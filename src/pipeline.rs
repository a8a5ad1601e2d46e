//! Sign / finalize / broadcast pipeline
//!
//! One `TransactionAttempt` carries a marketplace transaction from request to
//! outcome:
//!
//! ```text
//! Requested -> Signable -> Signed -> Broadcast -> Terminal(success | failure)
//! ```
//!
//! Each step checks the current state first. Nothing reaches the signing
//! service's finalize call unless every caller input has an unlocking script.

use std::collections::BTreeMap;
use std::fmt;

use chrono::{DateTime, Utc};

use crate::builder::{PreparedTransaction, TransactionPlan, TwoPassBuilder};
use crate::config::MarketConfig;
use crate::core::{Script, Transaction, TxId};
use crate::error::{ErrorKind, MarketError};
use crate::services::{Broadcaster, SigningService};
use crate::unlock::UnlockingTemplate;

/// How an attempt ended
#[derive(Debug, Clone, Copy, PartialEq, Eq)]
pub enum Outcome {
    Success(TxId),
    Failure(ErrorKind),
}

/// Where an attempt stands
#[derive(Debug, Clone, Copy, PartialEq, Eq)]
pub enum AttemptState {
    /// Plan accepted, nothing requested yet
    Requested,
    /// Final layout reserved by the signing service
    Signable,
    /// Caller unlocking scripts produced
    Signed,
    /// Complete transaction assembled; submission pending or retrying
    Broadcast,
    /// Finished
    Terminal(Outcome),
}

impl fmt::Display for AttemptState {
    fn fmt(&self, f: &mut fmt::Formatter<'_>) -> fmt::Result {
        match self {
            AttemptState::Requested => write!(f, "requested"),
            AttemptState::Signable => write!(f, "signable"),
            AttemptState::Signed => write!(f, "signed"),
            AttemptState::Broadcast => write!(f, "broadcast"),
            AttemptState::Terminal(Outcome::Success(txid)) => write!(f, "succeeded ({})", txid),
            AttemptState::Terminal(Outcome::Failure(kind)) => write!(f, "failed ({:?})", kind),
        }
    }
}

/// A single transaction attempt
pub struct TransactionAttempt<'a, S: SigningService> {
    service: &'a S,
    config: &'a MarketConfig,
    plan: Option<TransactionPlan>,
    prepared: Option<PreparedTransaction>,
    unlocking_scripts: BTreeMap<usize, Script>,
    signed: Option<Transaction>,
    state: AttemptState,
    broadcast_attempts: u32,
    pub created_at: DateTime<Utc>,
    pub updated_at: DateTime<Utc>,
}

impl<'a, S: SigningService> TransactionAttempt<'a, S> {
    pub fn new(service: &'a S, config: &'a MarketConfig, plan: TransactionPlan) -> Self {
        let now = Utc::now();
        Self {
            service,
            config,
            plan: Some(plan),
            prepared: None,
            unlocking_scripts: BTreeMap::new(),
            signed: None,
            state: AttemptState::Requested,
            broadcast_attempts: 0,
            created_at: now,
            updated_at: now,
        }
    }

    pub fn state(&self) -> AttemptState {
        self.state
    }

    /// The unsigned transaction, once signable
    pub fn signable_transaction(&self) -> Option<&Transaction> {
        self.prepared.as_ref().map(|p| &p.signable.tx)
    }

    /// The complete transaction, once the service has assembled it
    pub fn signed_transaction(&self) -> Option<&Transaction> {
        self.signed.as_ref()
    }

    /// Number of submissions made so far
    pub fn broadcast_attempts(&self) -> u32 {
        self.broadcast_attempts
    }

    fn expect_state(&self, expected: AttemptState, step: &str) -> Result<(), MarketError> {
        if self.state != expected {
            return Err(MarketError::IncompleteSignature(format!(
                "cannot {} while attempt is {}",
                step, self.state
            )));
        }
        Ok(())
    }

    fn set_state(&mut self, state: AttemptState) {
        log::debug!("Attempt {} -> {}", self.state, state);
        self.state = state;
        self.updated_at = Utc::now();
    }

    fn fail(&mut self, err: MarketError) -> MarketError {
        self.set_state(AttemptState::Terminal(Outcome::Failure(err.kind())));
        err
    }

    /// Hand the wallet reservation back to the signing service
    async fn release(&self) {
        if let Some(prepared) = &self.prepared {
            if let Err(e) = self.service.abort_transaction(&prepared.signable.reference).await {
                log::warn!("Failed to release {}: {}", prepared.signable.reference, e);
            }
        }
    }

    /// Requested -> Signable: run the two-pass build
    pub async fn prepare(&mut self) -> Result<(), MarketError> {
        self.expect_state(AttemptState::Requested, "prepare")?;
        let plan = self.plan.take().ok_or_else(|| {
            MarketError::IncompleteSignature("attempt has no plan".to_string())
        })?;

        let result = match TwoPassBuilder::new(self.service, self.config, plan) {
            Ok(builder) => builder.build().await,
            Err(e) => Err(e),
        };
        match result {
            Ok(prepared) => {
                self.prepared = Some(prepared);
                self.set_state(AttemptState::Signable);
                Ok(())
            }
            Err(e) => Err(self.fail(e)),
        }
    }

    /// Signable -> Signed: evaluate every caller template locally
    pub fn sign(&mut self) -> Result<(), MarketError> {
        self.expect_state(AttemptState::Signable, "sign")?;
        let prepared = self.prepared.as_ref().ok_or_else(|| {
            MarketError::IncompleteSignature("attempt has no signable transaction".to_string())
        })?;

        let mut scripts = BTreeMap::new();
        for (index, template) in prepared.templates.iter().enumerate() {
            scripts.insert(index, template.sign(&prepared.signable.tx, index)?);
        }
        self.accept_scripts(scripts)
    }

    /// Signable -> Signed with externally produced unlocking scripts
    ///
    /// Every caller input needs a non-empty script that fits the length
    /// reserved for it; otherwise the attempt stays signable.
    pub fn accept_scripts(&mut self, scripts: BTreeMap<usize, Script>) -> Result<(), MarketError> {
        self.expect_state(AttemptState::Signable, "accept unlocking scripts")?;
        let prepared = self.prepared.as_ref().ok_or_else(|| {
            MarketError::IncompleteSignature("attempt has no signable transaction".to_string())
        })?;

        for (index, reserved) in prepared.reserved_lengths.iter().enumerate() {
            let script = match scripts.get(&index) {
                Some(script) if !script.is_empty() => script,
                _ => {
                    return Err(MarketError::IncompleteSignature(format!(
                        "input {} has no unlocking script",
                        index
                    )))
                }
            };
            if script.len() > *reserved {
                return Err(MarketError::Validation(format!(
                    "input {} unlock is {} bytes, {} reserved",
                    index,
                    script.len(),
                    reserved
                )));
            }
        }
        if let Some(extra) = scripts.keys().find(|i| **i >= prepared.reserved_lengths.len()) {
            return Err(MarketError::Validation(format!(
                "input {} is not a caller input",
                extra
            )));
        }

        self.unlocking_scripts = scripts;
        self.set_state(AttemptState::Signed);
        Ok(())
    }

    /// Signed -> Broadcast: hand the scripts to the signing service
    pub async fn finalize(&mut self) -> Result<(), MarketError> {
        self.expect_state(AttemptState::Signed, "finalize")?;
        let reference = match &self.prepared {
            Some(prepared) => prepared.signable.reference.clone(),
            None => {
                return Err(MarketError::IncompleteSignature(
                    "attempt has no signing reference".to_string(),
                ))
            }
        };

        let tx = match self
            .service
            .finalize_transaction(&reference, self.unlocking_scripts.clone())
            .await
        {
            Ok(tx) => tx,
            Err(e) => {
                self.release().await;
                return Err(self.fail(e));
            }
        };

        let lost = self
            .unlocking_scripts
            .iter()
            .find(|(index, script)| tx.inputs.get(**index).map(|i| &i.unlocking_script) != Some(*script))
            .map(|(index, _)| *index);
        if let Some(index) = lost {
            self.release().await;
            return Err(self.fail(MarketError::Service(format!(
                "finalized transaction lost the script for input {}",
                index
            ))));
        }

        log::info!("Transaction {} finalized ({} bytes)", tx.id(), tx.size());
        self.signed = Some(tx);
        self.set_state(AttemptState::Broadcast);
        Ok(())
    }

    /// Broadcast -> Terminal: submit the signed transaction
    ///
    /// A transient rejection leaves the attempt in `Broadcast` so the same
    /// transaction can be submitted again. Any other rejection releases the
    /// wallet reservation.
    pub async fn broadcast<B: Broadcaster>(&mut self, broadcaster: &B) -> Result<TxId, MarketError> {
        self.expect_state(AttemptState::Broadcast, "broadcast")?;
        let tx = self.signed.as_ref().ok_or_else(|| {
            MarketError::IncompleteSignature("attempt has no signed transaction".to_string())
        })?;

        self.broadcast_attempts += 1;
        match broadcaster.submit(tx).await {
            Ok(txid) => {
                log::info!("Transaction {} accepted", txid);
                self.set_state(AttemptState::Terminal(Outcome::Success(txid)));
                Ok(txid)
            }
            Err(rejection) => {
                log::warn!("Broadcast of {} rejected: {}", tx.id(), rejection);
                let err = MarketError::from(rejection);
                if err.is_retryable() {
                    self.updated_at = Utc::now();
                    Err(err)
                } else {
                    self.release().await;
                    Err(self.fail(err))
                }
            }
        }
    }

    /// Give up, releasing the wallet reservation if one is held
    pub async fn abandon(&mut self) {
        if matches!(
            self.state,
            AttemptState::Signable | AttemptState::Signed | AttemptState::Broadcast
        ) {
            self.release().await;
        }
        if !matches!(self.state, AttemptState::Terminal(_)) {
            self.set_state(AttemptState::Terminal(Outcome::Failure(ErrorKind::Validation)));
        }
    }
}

★ ★ ★ ★ ★

Filter the listing above for the string "accepted" and copy every matching line.

▶ **RESULT FOR THIS TASK**
    /// Plan accepted, nothing requested yet
                log::info!("Transaction {} accepted", txid);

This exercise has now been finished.